ACTIVITY
Word for word, please restate the lines from the beginning of the data through the line in which "static BREADCRUMB_SEPARATOR: LazyLock<Regex>" appears.

(Dataset entries)
────────────────────────────────────────

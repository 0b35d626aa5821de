//! Cleaning of scraped page titles.
//!
//! Raw titles are often breadcrumbs (`Section | Site Name`) or carry
//! boilerplate suffixes. Cleaning keeps the most descriptive segment and
//! strips the noise; it never fetches anything.

use std::sync::LazyLock;

use regex::Regex;

use crate::config::{MAX_TITLE_LENGTH, MIN_BREADCRUMB_SEGMENT_LENGTH};
use crate::utils::{collapse_whitespace, compile_regex_unsafe, truncate_chars};

static BREADCRUMB_SEPARATOR: LazyLock<Regex> = LazyLock::new(|| {
    compile_regex_unsafe(r"( [|\-/:»] )|( - )|(\|)", "BREADCRUMB_SEPARATOR")
});

static HTML_TAG: LazyLock<Regex> =
    LazyLock::new(|| compile_regex_unsafe(r"</?[^>]+(>|$)", "HTML_TAG"));

static HOME_REMNANT: LazyLock<Regex> =
    LazyLock::new(|| compile_regex_unsafe(r"(?i)\bhome(page)?\b", "HOME_REMNANT"));

/// Checked in order; each is removed at most once.
const BOILERPLATE_SUFFIXES: &[&str] = &[
    " - Home",
    " | Home",
    " - Official Site",
    " | Official Site",
    " - Official Website",
    " | Official Website",
    " - Official",
    " | Official",
    " - Welcome",
    " | Welcome",
    " - Homepage",
    " | Homepage",
];

/// Cleans a raw scraped title. Returns `None` if nothing usable remains.
pub fn clean_scraped_title(raw: &str) -> Option<String> {
    let mut cleaned = raw.trim();

    if BREADCRUMB_SEPARATOR.is_match(cleaned) {
        let longest = BREADCRUMB_SEPARATOR
            .split(cleaned)
            .fold("", |acc, part| {
                if part.chars().count() > acc.chars().count() {
                    part
                } else {
                    acc
                }
            });
        if longest.chars().count() > MIN_BREADCRUMB_SEGMENT_LENGTH {
            cleaned = longest;
        }
    }

    for suffix in BOILERPLATE_SUFFIXES {
        if let Some(stripped) = cleaned.strip_suffix(suffix) {
            cleaned = stripped;
        }
    }

    let untagged = HTML_TAG.replace_all(cleaned, "");
    let collapsed = collapse_whitespace(&untagged);
    let truncated = truncate_chars(&collapsed, MAX_TITLE_LENGTH);

    let result = strip_home_remnants(truncated);
    (!result.is_empty()).then_some(result)
}

/// Removes standalone "home"/"homepage" words and the first ".com", then
/// re-collapses whitespace.
pub fn strip_home_remnants(title: &str) -> String {
    let without_home = HOME_REMNANT.replace_all(title, "");
    let without_com = without_home.replacen(".com", "", 1);
    collapse_whitespace(&without_com)
}
//! HTTP client initialization.
//!
//! Two clients are used: the feed client has no overall timeout because the
//! archive download is a long-lived stream, while the page client bounds every
//! request so an unresponsive host cannot stall enrichment.

use std::time::Duration;

use reqwest::ClientBuilder;

use crate::config::LOCATOR_TIMEOUT;
use crate::error_handling::InitializationError;

/// Initializes the client used for the locator pages and the archive stream.
///
/// Only the connect phase is bounded; the body of a multi-gigabyte archive is
/// read for as long as it keeps arriving.
///
/// # Errors
///
/// Returns `InitializationError::HttpClientError` if client creation fails.
pub fn init_feed_client(user_agent: &str) -> Result<reqwest::Client, InitializationError> {
    ClientBuilder::new()
        .connect_timeout(LOCATOR_TIMEOUT)
        .user_agent(user_agent.to_string())
        .build()
        .map_err(InitializationError::from)
}

/// Initializes the client used for per-domain page scrapes.
///
/// Creates a `reqwest::Client` configured with:
/// - User-Agent header from options
/// - Timeout covering connect, headers and body
/// - Redirect following (reqwest default of 10 hops)
///
/// # Errors
///
/// Returns `InitializationError::HttpClientError` if client creation fails.
pub fn init_page_client(
    user_agent: &str,
    timeout: Duration,
) -> Result<reqwest::Client, InitializationError> {
    ClientBuilder::new()
        .timeout(timeout)
        .connect_timeout(timeout)
        .user_agent(user_agent.to_string())
        .build()
        .map_err(InitializationError::from)
}
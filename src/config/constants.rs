//! Configuration constants.
//!
//! Every default used by the locator, the import pipeline and the enrichment
//! pass lives here so the numbers can be tuned in one place.

use std::time::Duration;

// Remote list discovery
/// Index page listing the published web-graph snapshots.
pub const DEFAULT_INDEX_URL: &str = "https://commoncrawl.org/web-graphs";
/// File name of the host-level ranking archive inside a snapshot page.
pub const RANK_ARCHIVE_FILENAME: &str = "domain-ranks.txt.gz";
/// Timeout for each of the two locator page fetches.
pub const LOCATOR_TIMEOUT: Duration = Duration::from_secs(10);

// Feed layout
/// Marker token found in the header row of the ranking feed.
pub const HEADER_SENTINEL: &str = "#host_rev";
/// Zero-based column holding the (reversed) host name.
pub const DOMAIN_FIELD_INDEX: usize = 4;

// Import output
/// Default number of records kept from the feed.
pub const DEFAULT_IMPORT_LIMIT: usize = 1_000_000;
/// Default location of the persisted domain sequence.
pub const DEFAULT_DOMAINS_PATH: &str = "./data/domains-1m.txt";
/// Separator between labels in the persisted domain sequence.
pub const DOMAIN_LIST_DELIMITER: &str = ",";
/// Minimum time between two progress lines during import.
pub const PROGRESS_INTERVAL: Duration = Duration::from_secs(5);

// Enrichment
/// Default location of the enrichment result store.
pub const DEFAULT_RESULTS_PATH: &str = "./data/domain-info.json";
/// Default slice of the domain sequence processed by one `enrich` run.
pub const DEFAULT_ENRICH_START: usize = 0;
pub const DEFAULT_ENRICH_END: usize = 1000;
/// Per-page timeout for the title scrape, in seconds.
pub const SCRAPE_TIMEOUT_SECS: u64 = 5;
/// Pause between two scrape attempts, in milliseconds.
pub const SCRAPE_DELAY_MS: u64 = 250;
/// Template for the page fetched per domain. `{domain}` is substituted.
pub const DEFAULT_PAGE_URL_TEMPLATE: &str = "https://{domain}";
/// Placeholder replaced in the page URL template.
pub const DOMAIN_PLACEHOLDER: &str = "{domain}";

/// Default User-Agent string for page and feed requests.
///
/// Users can override this via the `--user-agent` CLI flag.
pub const DEFAULT_USER_AGENT: &str =
    "Mozilla/5.0 (Windows NT 10.0; Win64; x64) AppleWebKit/537.36 (KHTML, like Gecko) Chrome/131.0.0.0 Safari/537.36";

// Response and title limits
/// Maximum scraped body size in bytes (2MB)
/// Pages larger than this are abandoned and treated as a failed scrape
pub const MAX_RESPONSE_BODY_SIZE: usize = 2 * 1024 * 1024;
/// Maximum length of a cleaned scraped title, in characters.
pub const MAX_TITLE_LENGTH: usize = 150;
/// A breadcrumb segment must be longer than this to replace the full title.
pub const MIN_BREADCRUMB_SEGMENT_LENGTH: usize = 10;
/// Scraped titles with this many words or more lose to the heuristic title.
pub const MAX_SCRAPED_TITLE_WORDS: usize = 3;
/// Humanized titles shorter than this (spaces ignored) are upper-cased whole.
pub const SHORT_ACRONYM_THRESHOLD: usize = 5;
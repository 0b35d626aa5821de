//! Logger initialization.
//!
//! This module provides functions to initialize the logger with custom formatting.

use std::io::Write;

use crate::config::LogFormat;
use crate::error_handling::InitializationError;
use colored::*;
use log::LevelFilter;

/// Initializes the logger with the specified level and format.
///
/// Configures `env_logger` with custom formatting. Supports both plain text
/// (with colors and emojis) and JSON formats for structured logging.
///
/// The logger reads from the `RUST_LOG` environment variable by default, but
/// the provided `level` parameter will override it.
///
/// # Errors
///
/// Returns `InitializationError::LoggerError` if a logger is already installed.
///
/// # Examples
///
/// ```bash
/// # Per-module filtering via RUST_LOG
/// RUST_LOG=domain_rank=debug,reqwest=info domain_rank enrich --start 0 --end 50
/// ```
pub fn init_logger_with(level: LevelFilter, format: LogFormat) -> Result<(), InitializationError> {
    colored::control::set_override(true);

    let mut builder = env_logger::Builder::from_default_env();

    builder.filter_level(level);
    builder.filter_module("html5ever", LevelFilter::Error);
    builder.filter_module("selectors", LevelFilter::Warn);
    builder.filter_module("reqwest", LevelFilter::Info);
    builder.filter_module("hyper", LevelFilter::Info);
    builder.filter_module("hyper_util", LevelFilter::Info);
    builder.filter_module("domain_rank", level);

    match format {
        LogFormat::Json => {
            builder.format(|buf, record| {
                writeln!(
                    buf,
                    "{{\"ts\":{},\"level\":\"{}\",\"target\":\"{}\",\"msg\":{}}}",
                    chrono::Utc::now().timestamp_millis(),
                    record.level(),
                    record.target(),
                    serde_json::to_string(&record.args().to_string())
                        .unwrap_or_else(|_| "\"\"".into())
                )
            });
        }
        LogFormat::Plain => {
            builder.format(|buf, record| {
                let level = record.level();
                let colored_level = match level {
                    log::Level::Error => level.to_string().red(),
                    log::Level::Warn => level.to_string().yellow(),
                    log::Level::Info => level.to_string().green(),
                    log::Level::Debug => level.to_string().blue(),
                    log::Level::Trace => level.to_string().purple(),
                };

                let emoji = match level {
                    log::Level::Error => "❌",
                    log::Level::Warn => "⚠️",
                    log::Level::Info => "✔️",
                    log::Level::Debug => "🔍",
                    log::Level::Trace => "🔬",
                };

                writeln!(
                    buf,
                    "{} {} [{}] {}",
                    emoji,
                    record.target().cyan(),
                    colored_level,
                    record.args()
                )
            });
        }
    }

    // try_init so tests that initialize twice get an error instead of a panic
    builder.try_init().map_err(InitializationError::from)?;

    Ok(())
}

#[cfg(test)]
mod tests {
    use super::*;

    #[test]
    fn test_second_init_reports_error_instead_of_panicking() {
        let _ = init_logger_with(LevelFilter::Info, LogFormat::Plain);
        let result = init_logger_with(LevelFilter::Debug, LogFormat::Json);
        assert!(matches!(result, Err(InitializationError::LoggerError(_))));
    }
}
//! Curated override table.
//!
//! Three read-only tables consulted by the title engine:
//! - removals: domains excluded from ranked output entirely
//! - duplicates: alias groups whose alternates collapse onto a main domain
//! - titles: literal titles that take priority over every other source
//!
//! A default table is compiled into the binary; `load` replaces it with a file.

use std::collections::{HashMap, HashSet};
use std::path::Path;

use serde::Deserialize;

use crate::error_handling::OverrideError;

const EMBEDDED_TABLE: &str = include_str!("../../data/overrides.json");

#[derive(Debug, Deserialize)]
struct Removal {
    main: String,
}

#[derive(Debug, Deserialize)]
struct AliasGroup {
    main: String,
    #[serde(default)]
    alt: Vec<String>,
}

#[derive(Debug, Default, Deserialize)]
struct RawTable {
    #[serde(default)]
    removals: Vec<Removal>,
    #[serde(default)]
    duplicates: Vec<AliasGroup>,
    #[serde(default)]
    titles: HashMap<String, String>,
}

/// Indexed form of the curated tables.
#[derive(Debug, Default, Clone)]
pub struct OverrideTable {
    removals: HashSet<String>,
    /// alternate -> main
    aliases: HashMap<String, String>,
    titles: HashMap<String, String>,
}

impl OverrideTable {
    /// Parses and indexes a table from its JSON text.
    ///
    /// # Errors
    ///
    /// - `OverrideError::Parse` if the text is not a valid table
    /// - `OverrideError::DuplicateAlias` if a domain is an alternate of two mains
    /// - `OverrideError::SelfAlias` if a main lists itself as an alternate
    pub fn from_json(json: &str) -> Result<Self, OverrideError> {
        let raw: RawTable = serde_json::from_str(json)?;

        let removals = raw
            .removals
            .into_iter()
            .map(|r| r.main.to_lowercase())
            .collect();

        let mut aliases: HashMap<String, String> = HashMap::new();
        for group in raw.duplicates {
            let main = group.main.to_lowercase();
            for alt in group.alt {
                let alt = alt.to_lowercase();
                if alt == main {
                    return Err(OverrideError::SelfAlias(alt));
                }
                if let Some(first) = aliases.get(&alt) {
                    if *first != main {
                        return Err(OverrideError::DuplicateAlias {
                            alt,
                            first: first.clone(),
                            second: main,
                        });
                    }
                    continue;
                }
                aliases.insert(alt, main.clone());
            }
        }

        let titles = raw
            .titles
            .into_iter()
            .map(|(domain, title)| (domain.to_lowercase(), title))
            .collect();

        Ok(Self {
            removals,
            aliases,
            titles,
        })
    }

    /// The table compiled into the binary.
    pub fn embedded() -> Result<Self, OverrideError> {
        Self::from_json(EMBEDDED_TABLE)
    }

    /// Reads a table from `path`.
    pub async fn load(path: &Path) -> Result<Self, OverrideError> {
        let content =
            tokio::fs::read_to_string(path)
                .await
                .map_err(|source| OverrideError::Read {
                    path: path.to_path_buf(),
                    source,
                })?;
        let table = Self::from_json(&content)?;
        log::info!(
            "Loaded override table from {:?} ({} removals, {} aliases, {} titles)",
            path,
            table.removals.len(),
            table.aliases.len(),
            table.titles.len()
        );
        Ok(table)
    }

    /// Loads `path` when given, otherwise the embedded table.
    pub async fn load_or_embedded(path: Option<&Path>) -> Result<Self, OverrideError> {
        match path {
            Some(path) => Self::load(path).await,
            None => Self::embedded(),
        }
    }

    pub fn is_removed(&self, domain: &str) -> bool {
        self.removals.contains(domain)
    }

    /// The main domain `domain` is an alternate of, if any.
    pub fn main_for(&self, domain: &str) -> Option<&str> {
        self.aliases.get(domain).map(String::as_str)
    }

    pub fn title_for(&self, domain: &str) -> Option<&str> {
        self.titles.get(domain).map(String::as_str)
    }
}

────────────────────────────────────────

YOUR RESPONSE
repository 0b35d626aa5821de
//! Cleaning of scraped page titles.
//!
//! Raw titles are often breadcrumbs (`Section | Site Name`) or carry
//! boilerplate suffixes. Cleaning keeps the most descriptive segment and
//! strips the noise; it never fetches anything.

use std::sync::LazyLock;

use regex::Regex;

use crate::config::{MAX_TITLE_LENGTH, MIN_BREADCRUMB_SEGMENT_LENGTH};
use crate::utils::{collapse_whitespace, compile_regex_unsafe, truncate_chars};

static BREADCRUMB_SEPARATOR: LazyLock<Regex> = LazyLock::new(|| {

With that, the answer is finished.